Other games for quick fun
Card games are a fun and are usually quicker than a board game. Try UNO as a classic for starters and there is so much you can do with a traditional deck of playing cards too. What I love most about card games is that they are usually small and portable so are easy to take with you when you are travelling or going to a restaurant where you may have a bit of time to kill while waiting for your food to arrive.
And you can create some fun out of nothing too. Try out my potato game called Perrara for some hilarious family fun. Click here for instructions.
Experiments and crafts
- Making things – whether crafts or experiments, is really good for kids. They get to:
- Improve their skills eg. eye-hand co-ordination when sewing, knitting, weaving, painting etc
- Use their creativity eg. colouring, building, painting, decorating
- Follow instructions, when it comes to crafts or science experiments
- Have patience because they need to learn that things take time eg. Glue takes time to dry and reactions such as creating crystals in a science experiment, don’t happen in an instant
- Feel a wonderful sense of satisfaction in their efforts
Uninterrupted playtime is the single biggest benefit of school holidays
Children today are so rushed and having uninterrupted playtime is a gift. During the school holidays, let your children get out a variety of games and toys, and mix and match them eg. the train set, Barbie dolls, a farm set, cars, building blocks, Lego sets and more. They can build a whole village around the train track.

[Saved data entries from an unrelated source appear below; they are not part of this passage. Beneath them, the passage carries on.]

use crate::converters::{parse_amount, parse_quantity, record_id, text, text_or};
use serde::{Deserialize, Serialize};
use serde_json::Value;
use validator::{Validate, ValidationError};

#[derive(Debug, Clone, PartialEq, Serialize, Deserialize)]
pub struct SalesOrderRow {
    pub id: String,
    pub project_name: String,
    pub customer_name: String,
    pub status: String,
    #[serde(skip)]
    pub raw: Value,
}

impl SalesOrderRow {
    pub fn from_record(record: &Value) -> Self {
        Self {
            id: record_id(record),
            project_name: text(record, &["project_name", "projectName"]),
            customer_name: text(record, &["customer_name", "customerName"]),
            status: text_or(record, &["status"], "Pending"),
            raw: record.clone(),
        }
    }
}

/// One aircon line of a sales order as typed by the user.
#[derive(Debug, Clone, Default, PartialEq, Serialize)]
pub struct SalesOrderLineForm {
    pub aircon_id: String,
    pub quantity: String,
    pub uom: String,
    pub price: String,
}

#[derive(Debug, Clone, PartialEq, Validate)]
pub struct SalesOrderForm {
    #[validate(length(min = 1, message = "Project is required"))]
    pub project_id: String,
    #[validate(length(min = 1, message = "Customer is required"))]
    pub customer_id: String,
    /// `approved` or `notapproved`; only sent on edit.
    pub status: String,
    #[validate(custom(function = "validate_lines"))]
    pub items: Vec<SalesOrderLineForm>,
}

impl Default for SalesOrderForm {
    fn default() -> Self {
        Self {
            project_id: String::new(),
            customer_id: String::new(),
            status: "notapproved".to_string(),
            items: Vec::new(),
        }
    }
}

fn validate_lines(items: &[SalesOrderLineForm]) -> Result<(), ValidationError> {
    if items.is_empty() {
        return Err(ValidationError::new("items").with_message("Please add at least one item".into()));
    }
    if items.iter().any(|line| line.aircon_id.trim().is_empty()) {
        return Err(ValidationError::new("items").with_message("Every line needs an aircon".into()));
    }
    if items.iter().any(|line| parse_quantity(&line.quantity) <= 0) {
        return Err(ValidationError::new("items").with_message("Quantity must be greater than 0".into()));
    }
    Ok(())
}

impl From<&SalesOrderRow> for SalesOrderForm {
    /// Seeds the draft from the raw order; line items come from the record's
    /// `items` array when the list endpoint includes them.
    fn from(row: &SalesOrderRow) -> Self {
        let raw = &row.raw;
        let items = raw
            .get("items")
            .and_then(Value::as_array)
            .map(|lines| {
                lines
                    .iter()
                    .map(|line| SalesOrderLineForm {
                        aircon_id: text(line, &["airconId", "aircon_id"]),
                        quantity: text(line, &["qty", "quantity"]),
                        uom: text(line, &["uom"]),
                        price: text(line, &["price"]),
                    })
                    .collect()
            })
            .unwrap_or_default();

        let status = if row.status.eq_ignore_ascii_case("approved") {
            "approved"
        } else {
            "notapproved"
        };

        Self {
            project_id: text(raw, &["projectId", "project_id"]),
            customer_id: text(raw, &["customerId", "customer_id"]),
            status: status.to_string(),
            items,
        }
    }
}

#[derive(Debug, Clone, PartialEq, Serialize)]
pub struct SalesOrderLinePayload {
    #[serde(rename = "airconId")]
    pub aircon_id: String,
    pub qty: i64,
    pub uom: String,
    pub price: f64,
}

/// Body of the create/edit sales order endpoints. `id` and `status` are only
/// present on edit.
#[derive(Debug, Clone, PartialEq, Serialize)]
pub struct SalesOrderPayload {
    #[serde(skip_serializing_if = "Option::is_none")]
    pub id: Option<String>,
    #[serde(rename = "projectId")]
    pub project_id: String,
    #[serde(rename = "customerId")]
    pub customer_id: String,
    pub items: Vec<SalesOrderLinePayload>,
    #[serde(skip_serializing_if = "Option::is_none")]
    pub status: Option<String>,
}

impl SalesOrderPayload {
    pub fn create(form: &SalesOrderForm) -> Self {
        Self {
            id: None,
            project_id: form.project_id.clone(),
            customer_id: form.customer_id.clone(),
            items: lines(form),
            status: None,
        }
    }

    pub fn update(id: &str, form: &SalesOrderForm) -> Self {
        Self {
            id: Some(id.to_string()),
            status: Some(form.status.clone()),
            ..Self::create(form)
        }
    }
}

fn lines(form: &SalesOrderForm) -> Vec<SalesOrderLinePayload> {
    form.items
        .iter()
        .map(|line| SalesOrderLinePayload {
            aircon_id: line.aircon_id.clone(),
            qty: parse_quantity(&line.quantity),
            uom: line.uom.clone(),
            price: parse_amount(&line.price),
        })
        .collect()
}

#[cfg(test)]
mod tests {
    use super::*;
    use serde_json::json;

    fn line(aircon: &str, qty: &str) -> SalesOrderLineForm {
        SalesOrderLineForm {
            aircon_id: aircon.to_string(),
            quantity: qty.to_string(),
            uom: "unit".to_string(),
            price: "1250.5".to_string(),
        }
    }

    #[test]
    fn test_row_defaults_status_to_pending() {
        let row = SalesOrderRow::from_record(&json!({ "_id": "so1", "projectName": "Tower A" }));
        assert_eq!(row.id, "so1");
        assert_eq!(row.project_name, "Tower A");
        assert_eq!(row.status, "Pending");
    }

    #[test]
    fn test_lines_are_required() {
        let form = SalesOrderForm {
            project_id: "p1".to_string(),
            customer_id: "c1".to_string(),
            ..Default::default()
        };
        assert!(form.validate().is_err());

        let form = SalesOrderForm {
            items: vec![line("a1", "0")],
            ..form
        };
        assert!(form.validate().is_err());

        let form = SalesOrderForm {
            items: vec![line("a1", "2")],
            ..form
        };
        assert!(form.validate().is_ok());
    }

    #[test]
    fn test_line_errors_report_submitted_lines() {
        let form = SalesOrderForm {
            project_id: "p1".to_string(),
            customer_id: "c1".to_string(),
            items: vec![line("a1", "0")],
            ..Default::default()
        };
        let errors = form.validate().unwrap_err();
        let items = errors.field_errors()["items"];
        assert_eq!(
            items[0].message.as_deref(),
            Some("Quantity must be greater than 0")
        );
        assert_eq!(items[0].params["value"][0]["aircon_id"], "a1");
    }

    #[test]
    fn test_update_payload_carries_id_and_status() {
        let form = SalesOrderForm {
            project_id: "p1".to_string(),
            customer_id: "c1".to_string(),
            status: "approved".to_string(),
            items: vec![line("a1", "2")],
        };
        let value = serde_json::to_value(SalesOrderPayload::update("so1", &form)).unwrap();
        assert_eq!(
            value,
            json!({
                "id": "so1",
                "projectId": "p1",
                "customerId": "c1",
                "items": [{ "airconId": "a1", "qty": 2, "uom": "unit", "price": 1250.5 }],
                "status": "approved"
            })
        );

        let created = serde_json::to_value(SalesOrderPayload::create(&form)).unwrap();
        assert!(created.get("id").is_none());
        assert!(created.get("status").is_none());
    }
}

Give them the gift of a whole day or two of going back and adding to their game before having to pack it away. You will be amazed at how engrossed they will become if they don’t have to pack away half an hour after starting.
Benefits of playing together as a family
- Play is a way for families to bond.
- It is a language all of its own.
- It builds bridges between adults and children.
- It creates warm, fuzzy, rich multi-sensory memories.
- It evokes laughter.
- It creates opportunities to praise, encourage and tease each other.
Never underestimate the power of play in creating a strong family unit. There is a saying that families that play together, stay together.